= David Musselwhite =

David Musselwhite (3 December 1940 - 23 February 2010) was a British literary critic and academic.

== Life ==
He was born in Bristol and studied first at Cambridge University, then later at the University of Essex, where he subsequently became a Senior Lecturer. He also taught in Argentina, at the University of the West Indies in Jamaica, and at Curtin University in Western Australia.
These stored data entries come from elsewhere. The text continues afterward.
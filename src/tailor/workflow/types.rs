// SPDX-License-Identifier: MIT

//! Domain records carried in the pipeline state

use serde::{Deserialize, Serialize};
use serde_json::{Map, Value};
use std::fmt;

/// Identifies a stage in a compiled graph
#[derive(Debug, Clone, Copy, PartialEq, Eq, Hash, PartialOrd, Ord, Serialize, Deserialize)]
#[serde(rename_all = "snake_case")]
pub enum StageName {
    #[serde(rename = "validate_inputs")]
    Validate,
    ParseDocument,
    AnalyzeRequirements,
    AnalyzeGaps,
    SelectGaps,
    GenerateRecommendations,
    #[serde(rename = "apply_recommendations")]
    Apply,
    Finalize,
}

impl StageName {
    /// Stable identifier used in graphs and logs
    pub fn as_str(&self) -> &'static str {
        match self {
            StageName::Validate => "validate_inputs",
            StageName::ParseDocument => "parse_document",
            StageName::AnalyzeRequirements => "analyze_requirements",
            StageName::AnalyzeGaps => "analyze_gaps",
            StageName::SelectGaps => "select_gaps",
            StageName::GenerateRecommendations => "generate_recommendations",
            StageName::Apply => "apply_recommendations",
            StageName::Finalize => "finalize",
        }
    }

    /// Human-readable label used in error messages
    pub fn label(&self) -> &'static str {
        match self {
            StageName::Validate => "Input Validator",
            StageName::ParseDocument => "Document Parser",
            StageName::AnalyzeRequirements => "Requirements Analyzer",
            StageName::AnalyzeGaps => "Gap Analyzer",
            StageName::SelectGaps => "Gap Selector",
            StageName::GenerateRecommendations => "Recommendation Generator",
            StageName::Apply => "Document Editor",
            StageName::Finalize => "Finalizer",
        }
    }
}

impl fmt::Display for StageName {
    fn fmt(&self, f: &mut fmt::Formatter<'_>) -> fmt::Result {
        f.write_str(self.as_str())
    }
}

/// Coarse progress label written by stages
#[derive(Debug, Clone, Copy, PartialEq, Eq, Default, Serialize, Deserialize)]
#[serde(rename_all = "snake_case")]
pub enum WorkflowStage {
    #[default]
    Pending,
    Parsing,
    AnalyzingRequirements,
    Analyzing,
    SelectingGaps,
    Generating,
    Editing,
    /// Terminal marker set by Finalize
    Complete,
}

/// Category of a recorded stage failure
#[derive(Debug, Clone, Copy, PartialEq, Eq, Serialize, Deserialize)]
#[serde(rename_all = "snake_case")]
pub enum ErrorKind {
    /// Missing or too-short inputs, detected before any external call
    Validation,
    /// Analysis capability transport or parse failure
    Capability,
    /// The interactive collaborator failed to return a selection
    Interaction,
}

/// One entry of the error accumulator
#[derive(Debug, Clone, PartialEq, Serialize, Deserialize)]
pub struct StageError {
    pub stage: StageName,
    pub kind: ErrorKind,
    pub message: String,
}

impl StageError {
    pub fn validation(stage: StageName, message: impl Into<String>) -> Self {
        Self {
            stage,
            kind: ErrorKind::Validation,
            message: message.into(),
        }
    }

    pub fn capability(stage: StageName, message: impl Into<String>) -> Self {
        Self {
            stage,
            kind: ErrorKind::Capability,
            message: message.into(),
        }
    }

    pub fn interaction(stage: StageName, message: impl Into<String>) -> Self {
        Self {
            stage,
            kind: ErrorKind::Interaction,
            message: message.into(),
        }
    }
}

impl fmt::Display for StageError {
    fn fmt(&self, f: &mut fmt::Formatter<'_>) -> fmt::Result {
        match self.kind {
            ErrorKind::Validation => f.write_str(&self.message),
            _ => write!(f, "{} error: {}", self.stage.label(), self.message),
        }
    }
}

/// Gap severity. Lower rank is more severe.
#[derive(Debug, Clone, Copy, PartialEq, Eq, Hash, Serialize, Deserialize)]
#[serde(rename_all = "lowercase")]
pub enum Severity {
    High,
    Medium,
    Low,
}

impl Severity {
    pub fn rank(&self) -> u8 {
        match self {
            Severity::High => 1,
            Severity::Medium => 2,
            Severity::Low => 3,
        }
    }

    /// Parse a model-provided severity; anything unrecognized ranks as low
    pub fn parse_lenient(s: &str) -> Self {
        s.parse().unwrap_or(Severity::Low)
    }

    pub fn as_str(&self) -> &'static str {
        match self {
            Severity::High => "high",
            Severity::Medium => "medium",
            Severity::Low => "low",
        }
    }
}

impl std::str::FromStr for Severity {
    type Err = String;

    fn from_str(s: &str) -> Result<Self, Self::Err> {
        match s.trim().to_ascii_lowercase().as_str() {
            "high" => Ok(Severity::High),
            "medium" => Ok(Severity::Medium),
            "low" => Ok(Severity::Low),
            other => Err(format!("unknown severity '{}'", other)),
        }
    }
}

impl fmt::Display for Severity {
    fn fmt(&self, f: &mut fmt::Formatter<'_>) -> fmt::Result {
        f.write_str(self.as_str())
    }
}

/// A section of the source document
#[derive(Debug, Clone, PartialEq, Default, Serialize, Deserialize)]
pub struct DocumentSection {
    pub name: String,
    pub kind: String,
    pub content: String,
    pub keywords: Vec<String>,
}

/// Document-level structure extracted by the parser
#[derive(Debug, Clone, PartialEq, Default, Serialize, Deserialize)]
pub struct ParsedDocument {
    pub contact_info: Map<String, Value>,
    pub keywords: Vec<String>,
    pub section_count: usize,
}

/// Whether a requirement is mandatory
#[derive(Debug, Clone, Copy, PartialEq, Eq, Default, Serialize, Deserialize)]
#[serde(rename_all = "lowercase")]
pub enum RequirementPriority {
    Required,
    #[default]
    Preferred,
}

impl RequirementPriority {
    pub fn parse_lenient(s: &str) -> Self {
        if s.trim().eq_ignore_ascii_case("required") {
            RequirementPriority::Required
        } else {
            RequirementPriority::Preferred
        }
    }
}

/// A single requirement extracted from the requirements document
#[derive(Debug, Clone, PartialEq, Serialize, Deserialize)]
pub struct Requirement {
    pub category: String,
    pub text: String,
    pub priority: RequirementPriority,
    pub keywords: Vec<String>,
}

/// A gap between the document and the requirements
#[derive(Debug, Clone, PartialEq, Serialize, Deserialize)]
pub struct Gap {
    pub id: String,
    pub gap_type: String,
    pub description: String,
    pub severity: Severity,
    pub related_requirement: Option<String>,
}

/// Identifier of the gap at `index` in the accumulator
pub fn gap_id(index: usize) -> String {
    format!("gap_{}", index)
}

/// Highest and lowest recommendation priority
pub const PRIORITY_HIGHEST: u8 = 1;
pub const PRIORITY_LOWEST: u8 = 5;

/// An actionable edit suggestion
#[derive(Debug, Clone, PartialEq, Serialize, Deserialize)]
pub struct Recommendation {
    pub id: String,
    /// 1 (highest) to 5 (lowest)
    pub priority: u8,
    pub category: String,
    pub description: String,
    pub action: String,
    pub rationale: String,
    pub modification: Option<String>,
}

/// Default identifier for the recommendation at 1-based `ordinal`
pub fn recommendation_id(ordinal: usize) -> String {
    format!("rec_{:03}", ordinal)
}

/// A change the editor reports having made
#[derive(Debug, Clone, PartialEq, Default, Serialize, Deserialize)]
#[serde(default)]
pub struct AppliedChange {
    pub recommendation_id: String,
    #[serde(alias = "change_description")]
    pub description: String,
    #[serde(alias = "section_modified")]
    pub section: String,
    pub original_text: String,
    pub new_text: String,
}

/// Summary written by the terminal stage
#[derive(Debug, Clone, PartialEq, Default, Serialize, Deserialize)]
pub struct RunSummary {
    pub similarity_score: f64,
    pub gap_count: usize,
    pub selected_gap_count: Option<usize>,
    pub recommendation_count: usize,
    pub applied_change_count: Option<usize>,
    pub errors: Vec<String>,
}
He was the author of two books - Partings Welded Together: Politics and Desire in the Nineteenth-Century English Novel (Methuen, 1987), and Social Transformations in Hardy’s Tragic Novels: Megamachines and Phantasms (Palgrave Macmillan, 2003). Both books were widely reviewed, with the latter described by Tim Armstrong as “...a theoretically provocative and fascinating study.” (The Modern Language Review) and by Andrew Radford as "...not only accessible to Hardy enthusiasts, but necessary to academic specialists".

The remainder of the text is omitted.